00:57:20 EDT Thu 02 May 2024
Enter Symbol
or Name
USA
CA



Audrey Capital Corp
Symbol AUD
Shares Issued 18,500,000
Close 2023-05-30 C$ 0.075
Market Cap C$ 1,387,500
Recent Sedar Documents

Audrey Capital to acquire Applied Graphite as QT

2023-06-26 11:04 ET - News Release

Mr. Don Baxter reports

AUDREY CAPITAL CORPORATION AND APPLIED GRAPHITE TECHNOLOGIES CORPORATION ENTER INTO DEFINITIVE AGREEMENT

Audrey Capital Corp. has entered into a qualifying transaction agreement dated June 23, 2023, with Applied Graphite Technologies Corp. (AGT), a private company incorporated under the Business Corporations Act (British Columbia), pursuant to which the corporation will acquire all of the issued and outstanding securities of AGT by way of a three-cornered amalgamation with a wholly owned subsidiary of the corporation (Subco) to be incorporated under the laws of British Columbia, with such acquisition constituting a reverse takeover of the corporation, subject to the terms and conditions outlined below. The corporation, as the resulting issuer following the completion of the proposed transaction, will continue the business of AGT. The corporation intends that the proposed transaction will constitute its qualifying transaction, as such term is defined in TSX Venture Exchange Policy 2.4 (Capital Pool Companies). In connection with the proposed transaction, AGT and the corporation will issue subsequent news releases setting out further information contemplated in Policy 2.4. On closing of the proposed transaction, it is anticipated that the common shares of the resulting issuer will be listed for trading on the TSX-V.
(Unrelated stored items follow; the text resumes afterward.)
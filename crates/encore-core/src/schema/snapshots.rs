use rusqlite::{Connection, Transaction, TransactionBehavior};

use crate::error::Result;
use crate::model::{SnapshotId, Song, SongId, SongSnapshot};

use super::db::{time_at, to_sql_int, u64_at, uuid_at, Database};
use super::songs::list_songs_on;

fn row_to_snapshot(row: &rusqlite::Row) -> rusqlite::Result<SongSnapshot> {
    Ok(SongSnapshot {
        song_id: SongId::from_uuid(uuid_at(row, 0)?),
        counter: u64_at(row, 1)?,
        score: row.get(2)?,
        snapshot_id: SnapshotId::from(row.get::<_, String>(3)?),
        created_at: time_at(row, 4)?,
    })
}

fn insert_snapshot_on(conn: &Connection, snapshot: &SongSnapshot) -> Result<()> {
    conn.execute(
        "INSERT INTO song_snapshots (song_id, counter, score, snapshot_id, created_at)
         VALUES (?1, ?2, ?3, ?4, ?5)",
        rusqlite::params![
            snapshot.song_id.to_string(),
            to_sql_int(snapshot.counter),
            snapshot.score,
            snapshot.snapshot_id.as_str(),
            snapshot.created_at.to_rfc3339(),
        ],
    )?;
    Ok(())
}

/// An exclusive write window for one snapshot pass.
///
/// Holds an immediate transaction, so a second pass (from this process or
/// another) blocks until this one commits or is dropped. Dropping without
/// [`SnapshotPass::commit`] rolls the pass back.
#[derive(Debug)]
pub struct SnapshotPass<'db> {
    tx: Transaction<'db>,
}

impl SnapshotPass<'_> {
    /// Every song as of the start of the pass.
    pub fn songs(&self) -> Result<Vec<Song>> {
        list_songs_on(&self.tx)
    }

    /// Append one snapshot row. A failure leaves earlier rows intact.
    pub fn insert(&self, snapshot: &SongSnapshot) -> Result<()> {
        insert_snapshot_on(&self.tx, snapshot)
    }

    pub fn commit(self) -> Result<()> {
        self.tx.commit()?;
        Ok(())
    }
}

// Snapshot storage
impl Database {
    /// Start a serialised snapshot pass.
    pub fn begin_snapshot_pass(&mut self) -> Result<SnapshotPass<'_>> {
        let tx = self
            .conn
            .transaction_with_behavior(TransactionBehavior::Immediate)?;
        Ok(SnapshotPass { tx })
    }

    /// Append a single snapshot row outside of a pass.
    pub fn insert_snapshot(&self, snapshot: &SongSnapshot) -> Result<()> {
        insert_snapshot_on(&self.conn, snapshot)
    }

    /// Distinct snapshot pass ids, oldest pass first.
    pub fn list_snapshot_ids(&self) -> Result<Vec<SnapshotId>> {
        let mut stmt = self.conn.prepare(
            "SELECT snapshot_id FROM song_snapshots
             GROUP BY snapshot_id ORDER BY MIN(id)",
        )?;
        let ids = stmt
            .query_map([], |row| row.get::<_, String>(0))?
            .map(|r| r.map(SnapshotId::from))
            .collect::<rusqlite::Result<Vec<_>>>()?;
        Ok(ids)
    }

    /// All rows captured in one pass, in capture order.
    pub fn snapshots_for(&self, snapshot_id: &SnapshotId) -> Result<Vec<SongSnapshot>> {
        let mut stmt = self.conn.prepare(
            "SELECT song_id, counter, score, snapshot_id, created_at
             FROM song_snapshots WHERE snapshot_id = ?1 ORDER BY id",
        )?;
        let snapshots = stmt
            .query_map([snapshot_id.as_str()], row_to_snapshot)?
            .collect::<rusqlite::Result<Vec<_>>>()?;
        Ok(snapshots)
    }

    pub fn count_snapshot_passes(&self) -> Result<u64> {
        let count: i64 = self.conn.query_row(
            "SELECT COUNT(DISTINCT snapshot_id) FROM song_snapshots",
            [],
            |row| row.get(0),
        )?;
        Ok(u64::try_from(count).unwrap_or(0))
    }
}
About Applied Graphite Technologies Corp.

Applied Graphite Technologies is a private company which owns a 90-per-cent ownership interest in C-Tech Ceylon (Private) Ltd., a corporation incorporated pursuant to the laws of Sri Lanka, which in turn will own a 100-per-cent ownership interest in the Dodangaslanda properties in Sri Lanka. Applied Graphite Technologies was incorporated on July 12, 2019, under the laws of British Columbia.

The Dodangaslanda properties are on private land in the heart of the vein graphite district, with historical workings and vein graphite outcrops. Vein graphite is naturally high grade (over 95 per cent carbon content in the ground) and does not require primary processing. Testing of vein graphite in lithium-ion battery anodes has shown very high capacities and can be a very good substitute for synthetic graphite.

The technical information in this news release has been prepared by Don Baxter, PEng, a qualified person as defined in National Instrument 43-101 (Standards of Disclosure for Mineral Projects). AGT has commissioned an NI 43-101-compliant technical report on the Dodangaslanda properties, which it expects will be finalized within 60 days.

Summary of the qualifying transaction

The qualifying transaction agreement contemplates the corporation and AGT completing an arm's-length three-cornered amalgamation, pursuant to which resulting issuer shares will be issued to holders of common shares in the capital of AGT.

The corporation currently has 20 million common shares issued and outstanding. Additionally, the corporation has two million options to purchase Audrey shares granted and outstanding and 500,000 warrants to purchase Audrey shares issued and outstanding. There are currently 3,232,250 AGT shares outstanding.

Prior to the closing of the proposed transaction, the corporation shall undertake a consolidation of the Audrey shares on the basis of 1.5 preconsolidation common shares for one postconsolidation share.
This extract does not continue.